'Spamilton': Theater Review

Carol Rosegg
From left: Chris Anthony Giles, Dan Rosales, Juwan Crawley, Nora Schell and Nicholas Edwards in 'Spamilton'

The creator of the long-running satirical series 'Forbidden Broadway' skewers Lin-Manuel Miranda's blockbuster Broadway musical in his latest revue.

Gerard Alessandrini has been spoofing Broadway shows for more than three decades with his popular Forbidden Broadway musical revues, but it took a genuine sensation like Hamilton to get him to focus his attention on a single production. The resulting parody, cheekily dubbed Spamilton, is so infectiously fun that it could easily run as long as its inspiration.   

Actually, the writer-director hasn't entirely ignored what else is currently happening on Broadway.
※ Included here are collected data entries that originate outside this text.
//! HUDDLE CLI
//!
//! Peer-to-peer voice and file sharing for private lobbies

mod config;
mod progress;

use anyhow::Context;
use clap::{Parser, Subcommand};
use console::style;
use huddle_core::{
    FileDescriptor, Lobby, LobbyConfig, LobbyEvent, MemoryNetwork, ShareAccess, TransferStatus,
};
use huddle_files::{FileChunker, LocalFileStore, plan_ranges};
use huddle_signaling::{RelayConfig, RelayServer, ShareInfo};
use std::path::{Path, PathBuf};
use std::sync::Arc;
use std::time::Duration;
use tokio::sync::broadcast;
use tracing_subscriber::EnvFilter;

use config::Config;
use progress::{TransferBar, format_bytes, parse_size};

/// HUDDLE - voice and file sharing between lobby members
#[derive(Parser)]
#[command(name = "huddle")]
#[command(author, version, about, long_about = None)]
struct Cli {
    /// Enable verbose output
    #[arg(short, long)]
    verbose: bool,

    /// Configuration file path
    #[arg(short, long)]
    config: Option<PathBuf>,

    #[command(subcommand)]
    command: Commands,
}

#[derive(Subcommand)]
enum Commands {
    /// Run a lobby relay server
    Relay {
        /// Listen address
        #[arg(short, long)]
        bind: Option<String>,

        /// Lobby name
        #[arg(short, long)]
        lobby: Option<String>,

        /// Lobby password
        #[arg(long)]
        password: Option<String>,

        /// Oldest client version admitted
        #[arg(long)]
        min_version: Option<String>,
    },

    /// Join a lobby and print roster, chat and session events
    Monitor {
        /// Post a chat message after joining
        #[arg(long)]
        chat: Option<String>,
    },

    /// Show how a file would be split into transfer threads
    Plan {
        /// File to plan
        #[arg(required_unless_present = "size")]
        file: Option<PathBuf>,

        /// Plan for a size instead of a file (`12582912`, `5M`, ...)
        #[arg(long, conflicts_with = "file")]
        size: Option<String>,
    },

    /// Transfer a file between two in-process members over a local relay
    Loopback {
        /// File to send
        #[arg(required = true)]
        file: PathBuf,

        /// Where the received copy is written
        #[arg(short, long)]
        output: PathBuf,

        /// Protect the share with a password the requester must present
        #[arg(long)]
        share_password: Option<String>,
    },

    /// Write a default configuration file
    InitConfig {
        /// Overwrite an existing file
        #[arg(long)]
        force: bool,
    },
}

#[tokio::main]
async fn main() -> anyhow::Result<()> {
    let cli = Cli::parse();

    let config_path = cli.config.clone().unwrap_or_else(Config::default_path);
    let config = Config::load_or_default(&config_path)
        .with_context(|| format!("loading {}", config_path.display()))?;
    config.validate()?;

    let level = if cli.verbose {
        "debug".to_string()
    } else {
        config.logging.level.to_lowercase()
    };
    tracing_subscriber::fmt()
        .with_env_filter(EnvFilter::try_from_default_env().unwrap_or_else(|_| EnvFilter::new(level)))
        .init();

    match cli.command {
        Commands::Relay {
            bind,
            lobby,
            password,
            min_version,
        } => {
            run_relay(bind, lobby, password, min_version, &config).await?;
        }
        Commands::Monitor { chat } => {
            run_monitor(chat, &config).await?;
        }
        Commands::Plan { file, size } => {
            show_plan(file, size)?;
        }
        Commands::Loopback {
            file,
            output,
            share_password,
        } => {
            run_loopback(&file, &output, share_password.as_deref(), &config).await?;
        }
        Commands::InitConfig { force } => {
            init_config(&config_path, force)?;
        }
    }

    Ok(())
}

/// Run a relay until Ctrl+C
async fn run_relay(
    bind: Option<String>,
    lobby: Option<String>,
    password: Option<String>,
    min_version: Option<String>,
    config: &Config,
) -> anyhow::Result<()> {
    let bind = bind.unwrap_or_else(|| config.relay.bind_addr.clone());
    let lobby = lobby.unwrap_or_else(|| config.lobby.lobby_name.clone());

    let mut relay_config = RelayConfig::new(&lobby)
        .with_minimum_version(min_version.unwrap_or_else(|| config.relay.min_version.clone()));
    if let Some(password) = password.or_else(|| config.lobby.password.clone()) {
        relay_config = relay_config.with_password(password);
    }
    relay_config.download_url = config.relay.download_url.clone();

    let relay = RelayServer::bind(&bind, relay_config).await?;

    println!("{}", style("HUDDLE Relay").bold());
    println!("Version: {}", env!("CARGO_PKG_VERSION"));
    println!("Lobby: {lobby}");
    println!("Listen: ws://{}", relay.local_addr());
    println!("\nPress Ctrl+C to stop");

    tokio::signal::ctrl_c().await?;
    println!("\nShutting down ({} members connected)...", relay.client_count());
    relay.shutdown();

    Ok(())
}

/// Join the configured lobby and print events until Ctrl+C
async fn run_monitor(chat: Option<String>, config: &Config) -> anyhow::Result<()> {
    let lobby_config = config.to_lobby_config();
    println!(
        "Joining lobby {} at {} as {}",
        style(&lobby_config.lobby_name).bold(),
        lobby_config.server_url,
        lobby_config.player_id
    );

    // No native peer-connection backend in the CLI; sessions run on the
    // in-process network, so only signaling-level events reach other hosts.
    let lobby = Lobby::join(
        lobby_config,
        Arc::new(MemoryNetwork::new()),
        Arc::new(LocalFileStore::new()),
        None,
    )
    .await?;
    let mut events = lobby.subscribe();

    if let Some(message) = chat {
        lobby.send_chat(message)?;
    }

    println!("Press Ctrl+C to leave\n");
    loop {
        tokio::select! {
            _ = tokio::signal::ctrl_c() => break,
            event = events.recv() => match event {
                Ok(event) => print_event(&event),
                Err(broadcast::error::RecvError::Lagged(skipped)) => {
                    tracing::warn!("Missed {} events", skipped);
                }
                Err(broadcast::error::RecvError::Closed) => break,
            },
        }
    }

    lobby.leave().await;
    println!("\nLeft the lobby");
    Ok(())
}

fn print_event(event: &LobbyEvent) {
    match event {
        LobbyEvent::PeerJoined(peer) => {
            println!("{} {} ({})", style("+").green(), peer.name, peer.id);
        }
        LobbyEvent::PeerLeft { peer_id } => println!("{} {}", style("-").red(), peer_id),
        LobbyEvent::PeerStatus {
            peer_id,
            mic_enabled,
        } => {
            let mic = if *mic_enabled { "on" } else { "off" };
            println!("  {peer_id} mic {mic}");
        }
        LobbyEvent::SessionState { peer_id, state } => {
            println!("  {} session {}", peer_id, style(state).dim());
        }
        LobbyEvent::Chat(chat) => {
            println!("{} {}", style(format!("<{}>", chat.player_name)).cyan(), chat.content);
        }
        LobbyEvent::Share { change, share } => {
            println!(
                "  share {:?}: {} ({} files) by {}",
                change, share.name, share.file_count, share.owner_id
            );
        }
        LobbyEvent::RegistrationFailed { message } => {
            println!("{} {}", style("registration refused:").red(), message);
        }
        LobbyEvent::VersionError {
            current,
            minimum,
            download_url,
        } => {
            println!(
                "{} version {} is older than required {}",
                style("error:").red().bold(),
                current,
                minimum
            );
            if let Some(url) = download_url {
                println!("  download: {url}");
            }
        }
        LobbyEvent::SignalingReconnecting { attempt } => {
            println!("{}", style(format!("reconnecting (attempt {attempt})")).yellow());
        }
        LobbyEvent::SignalingRestored => println!("{}", style("reconnected").green()),
        LobbyEvent::SignalingLost => println!("{}", style("signaling lost").red()),
        LobbyEvent::ReconnectExhausted { peer_id, attempts } => {
            println!("  gave up on {peer_id} after {attempts} attempts");
        }
        LobbyEvent::PeerStale { peer_id } => println!("  {peer_id} is not responding"),
        LobbyEvent::RemoteStream { peer_id, .. } => println!("  audio from {peer_id}"),
    }
}

/// Print the thread plan for a file or size
fn show_plan(file: Option<PathBuf>, size: Option<String>) -> anyhow::Result<()> {
    let size = match (&file, size) {
        (Some(path), _) => {
            let size = std::fs::metadata(path)
                .with_context(|| format!("reading {}", path.display()))?
                .len();
            println!("File: {}", path.display());
            println!("BLAKE3: {}", hash_file(path)?);
            size
        }
        (None, Some(size)) => parse_size(&size)?,
        (None, None) => anyhow::bail!("either a file or --size is required"),
    };

    println!("Size: {} ({} bytes)", format_bytes(size), size);
    if size == 0 {
        println!("Empty files are written directly, no threads");
        return Ok(());
    }

    let ranges = plan_ranges(size);
    let chunker = FileChunker::new();
    println!("Threads: {}", ranges.len());
    for (index, range) in ranges.iter().enumerate() {
        println!(
            "  thread {:>2}  {:<28} {:>10}  {} frame(s)",
            index,
            range.to_string(),
            format_bytes(range.len()),
            chunker.chunk_count(range.len())
        );
    }
    Ok(())
}

/// Two members in one process: the owner shares `file`, the requester
/// downloads it to `output`
async fn run_loopback(
    file: &Path,
    output: &Path,
    share_password: Option<&str>,
    config: &Config,
) -> anyhow::Result<()> {
    let file = file
        .canonicalize()
        .with_context(|| format!("reading {}", file.display()))?;
    let size = std::fs::metadata(&file)?.len();
    let name = file
        .file_name()
        .and_then(|n| n.to_str())
        .context("file name is not valid UTF-8")?
        .to_string();
    let root = file.parent().context("file has no parent directory")?;

    let relay = RelayServer::bind("127.0.0.1:0", RelayConfig::new("loopback")).await?;
    let network = MemoryNetwork::new();
    let store = Arc::new(LocalFileStore::new());

    let base = LobbyConfig {
        server_url: format!("ws://{}", relay.local_addr()),
        lobby_name: "loopback".to_string(),
        lobby_password: None,
        ..config.to_lobby_config()
    };
    let owner = Lobby::join(
        LobbyConfig {
            player_id: "loopback-owner".to_string(),
            player_name: "Owner".to_string(),
            ..base.clone()
        },
        Arc::new(network.clone()),
        store.clone(),
        None,
    )
    .await?;
    let mut access = ShareAccess::new(root);
    if let Some(password) = share_password {
        access = access.with_password(password);
    }
    owner.publish_share_with(
        ShareInfo {
            id: "loopback-share".to_string(),
            owner_id: String::new(),
            name: name.clone(),
            file_count: 1,
            protected: false,
        },
        access,
    )?;

    let requester = Lobby::join(
        LobbyConfig {
            player_id: "loopback-requester".to_string(),
            player_name: "Requester".to_string(),
            ..base
        },
        Arc::new(network.clone()),
        store,
        None,
    )
    .await?;

    tokio::time::timeout(Duration::from_secs(10), async {
        while requester.sessions().transport("loopback-owner").is_none() {
            tokio::time::sleep(Duration::from_millis(20)).await;
        }
    })
    .await
    .context("session between loopback members did not connect")?;

    let mut progress_rx = requester.subscribe_progress();
    let request_id = requester.download(
        FileDescriptor {
            share_id: "loopback-share".to_string(),
            owner_id: "loopback-owner".to_string(),
            path: name.clone(),
            name: name.clone(),
            size,
            password: share_password.map(str::to_string),
        },
        output,
    )?;

    let bar = TransferBar::new(size, &name);
    let final_progress = loop {
        match progress_rx.recv().await {
            Ok(progress) if progress.request_id == request_id => {
                bar.update(progress.transferred);
                if progress.status.is_terminal() {
                    break progress;
                }
            }
            Ok(_) => {}
            Err(broadcast::error::RecvError::Lagged(_)) => {}
            Err(broadcast::error::RecvError::Closed) => anyhow::bail!("transfer engine stopped"),
        }
    };

    requester.leave().await;
    owner.leave().await;
    relay.shutdown();

    if final_progress.status != TransferStatus::Completed {
        let reason = final_progress
            .error
            .unwrap_or_else(|| final_progress.status.to_string());
        bar.fail(&reason);
        anyhow::bail!("transfer {request_id} failed: {reason}");
    }
    bar.finish();

    let sent = hash_file(&file)?;
    let received = hash_file(output)?;
    println!("Sent:     {sent}");
    println!("Received: {received}");
    if sent != received {
        anyhow::bail!("received file differs from the original");
    }
    println!("{}", style("Verified").green().bold());
    Ok(())
}

fn hash_file(path: &Path) -> anyhow::Result<blake3::Hash> {
    let mut hasher = blake3::Hasher::new();
    let mut file = std::fs::File::open(path)?;
    std::io::copy(&mut file, &mut hasher)?;
    Ok(hasher.finalize())
}

/// Write the default configuration
fn init_config(path: &Path, force: bool) -> anyhow::Result<()> {
    if path.exists() && !force {
        anyhow::bail!("{} already exists (use --force to overwrite)", path.display());
    }
    Config::default().save(path)?;
    println!("Wrote {}", path.display());
    Ok(())
}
He also takes potshots at such shows as The Book of Mormon, Wicked, Aladdin and Phantom of the Opera, among many others. One of the funniest numbers features such unlikely musical theater mash-ups as "An American Psycho in Paris" and "The Lion King & I."

Spamilton is more narratively structured than the Forbidden Broadway romps, telling the tale of a talented Latin writer/composer/performer who wants to save Broadway and takes the world by storm with his groundbreaking hip-hop musical about a Founding Father. The opening number, "Lin Manuel as Hamilton," poses the question, "How does a whipper snapper/Student of rap/And a Latin/Trapped in the middle of a Manhattan flat/Win Broadway accolades/While pther writers kiss the corporate dollar/Grow up to be a hip-hop opera scholar?" It would be all too easy to write a funny review simply by quoting more extensively from the show, but that would only spoil your fun.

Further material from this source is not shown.